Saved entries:
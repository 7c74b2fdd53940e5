//! Persistence integration tests.
//!
//! Verifies:
//! - Checkpoints land on interval boundaries and match a full replay
//! - A corrupt checkpoint falls back to replaying from key 0
//! - The RocksDB store survives a reopen with the log intact

use std::sync::Arc;

use quire_collab::storage::{checkpoint_path, RocksConfig, RocksLogStore};
use quire_collab::{
    open_document, Checkpoint, DocumentHandle, EngineConfig, LogStore, MemoryLogStore, Meta,
    SyncState,
};
use quire_core::Step;
use tempfile::tempdir;

// ─── Helpers ─────────────────────────────────────────────────────────────────

/// Appends `count` single-character entries at the end of the first block.
async fn type_entries<S: LogStore>(handle: &mut DocumentHandle<S>, count: usize) {
    for i in 0..count {
        let end = handle.document().size() - 1;
        let ch = char::from(b'a' + (i % 26) as u8).to_string();
        handle
            .submit_local_edit(vec![Step::insert_text(end, &ch)], Meta::new())
            .await
            .unwrap();
    }
}

async fn stored_checkpoint<S: LogStore>(store: &S, doc: &str) -> Option<Checkpoint> {
    let bytes = store.read(&checkpoint_path(doc)).await.unwrap()?;
    Some(Checkpoint::decode(&bytes).unwrap())
}

// ─── Checkpoints ─────────────────────────────────────────────────────────────

#[tokio::test]
async fn test_checkpoint_equivalent_to_full_replay() {
    let store = Arc::new(MemoryLogStore::new());
    let config = EngineConfig::for_testing();
    let mut writer = open_document(Arc::clone(&store), "doc", "writer", config.clone())
        .await
        .unwrap();

    type_entries(&mut writer, 99).await;
    writer.settle().await;
    assert!(stored_checkpoint(&*store, "doc").await.is_none());

    for target in [100u64, 200] {
        let have = writer.latest_key() as usize;
        type_entries(&mut writer, target as usize - have).await;
        writer.settle().await;

        let checkpoint = stored_checkpoint(&*store, "doc").await.unwrap();
        assert_eq!(checkpoint.key, target);
        assert_eq!(&checkpoint.snapshot, writer.document());

        // starts from the checkpoint
        let from_checkpoint = open_document(Arc::clone(&store), "doc", "late", config.clone())
            .await
            .unwrap();
        assert_eq!(from_checkpoint.latest_key(), target);
        assert_eq!(from_checkpoint.document(), writer.document());

        // and the same log without it, replayed from key 0
        let copy = Arc::new(MemoryLogStore::new());
        for key in 1..=target {
            let path = quire_collab::storage::change_path("doc", key);
            let bytes = store.read(&path).await.unwrap().unwrap();
            copy.conditional_write(&path, move |_| Some(bytes)).await.unwrap();
        }
        let replayed = open_document(copy, "doc", "fresh", config.clone())
            .await
            .unwrap();
        assert_eq!(replayed.document(), from_checkpoint.document());
    }
}

#[tokio::test]
async fn test_checkpoint_matches_remote_view() {
    let store = Arc::new(MemoryLogStore::new());
    let mut config = EngineConfig::for_testing();
    config.checkpoint_interval = 10;
    let mut a = open_document(Arc::clone(&store), "doc", "a", config.clone())
        .await
        .unwrap();
    let mut b = open_document(Arc::clone(&store), "doc", "b", config)
        .await
        .unwrap();

    type_entries(&mut a, 10).await;
    a.settle().await;
    b.poll().await.unwrap();
    b.settle().await;

    let checkpoint = stored_checkpoint(&*store, "doc").await.unwrap();
    assert_eq!(checkpoint.key, 10);
    assert_eq!(&checkpoint.snapshot, b.document());
}

#[tokio::test]
async fn test_corrupt_checkpoint_falls_back_to_replay() {
    let store = Arc::new(MemoryLogStore::new());
    let config = EngineConfig::for_testing();
    let mut writer = open_document(Arc::clone(&store), "doc", "w", config.clone())
        .await
        .unwrap();
    type_entries(&mut writer, 5).await;
    store.write(&checkpoint_path("doc"), vec![0xde, 0xad]).await.unwrap();

    let reader = open_document(Arc::clone(&store), "doc", "r", config)
        .await
        .unwrap();
    assert_eq!(reader.state(), SyncState::Live);
    assert_eq!(reader.document().text_content(), "abcde");
    assert_eq!(reader.latest_key(), 5);
}

// ─── RocksDB ─────────────────────────────────────────────────────────────────

#[tokio::test]
async fn test_rocks_store_survives_reopen() {
    let dir = tempdir().unwrap();
    let mut config = EngineConfig::for_testing();
    config.checkpoint_interval = 4;

    let expected = {
        let store = Arc::new(RocksLogStore::open(RocksConfig::for_testing(dir.path())).unwrap());
        let mut handle = open_document(store, "notes", "writer", config.clone())
            .await
            .unwrap();
        type_entries(&mut handle, 6).await;
        handle.settle().await;
        handle.document().clone()
    };

    let store = Arc::new(RocksLogStore::open(RocksConfig::for_testing(dir.path())).unwrap());
    let checkpoint = stored_checkpoint(&*store, "notes").await.unwrap();
    assert_eq!(checkpoint.key, 4);

    let mut handle = open_document(Arc::clone(&store), "notes", "reader", config)
        .await
        .unwrap();
    assert_eq!(handle.document(), &expected);
    assert_eq!(handle.latest_key(), 6);

    handle
        .submit_local_edit(vec![Step::insert_text(1, ">")], Meta::new())
        .await
        .unwrap();
    assert_eq!(handle.latest_key(), 7);
    assert_eq!(handle.document().text_content(), ">abcdef");
}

# Task instructions
Of all the lines in the data above, show only those that hold the word "clone".

# Response box
    let mut writer = open_document(Arc::clone(&store), "doc", "writer", config.clone())
        let from_checkpoint = open_document(Arc::clone(&store), "doc", "late", config.clone())
        let replayed = open_document(copy, "doc", "fresh", config.clone())
    let mut a = open_document(Arc::clone(&store), "doc", "a", config.clone())
    let mut b = open_document(Arc::clone(&store), "doc", "b", config)
    let mut writer = open_document(Arc::clone(&store), "doc", "w", config.clone())
    let reader = open_document(Arc::clone(&store), "doc", "r", config)
        let mut handle = open_document(store, "notes", "writer", config.clone())
        handle.document().clone()
    let mut handle = open_document(Arc::clone(&store), "notes", "reader", config)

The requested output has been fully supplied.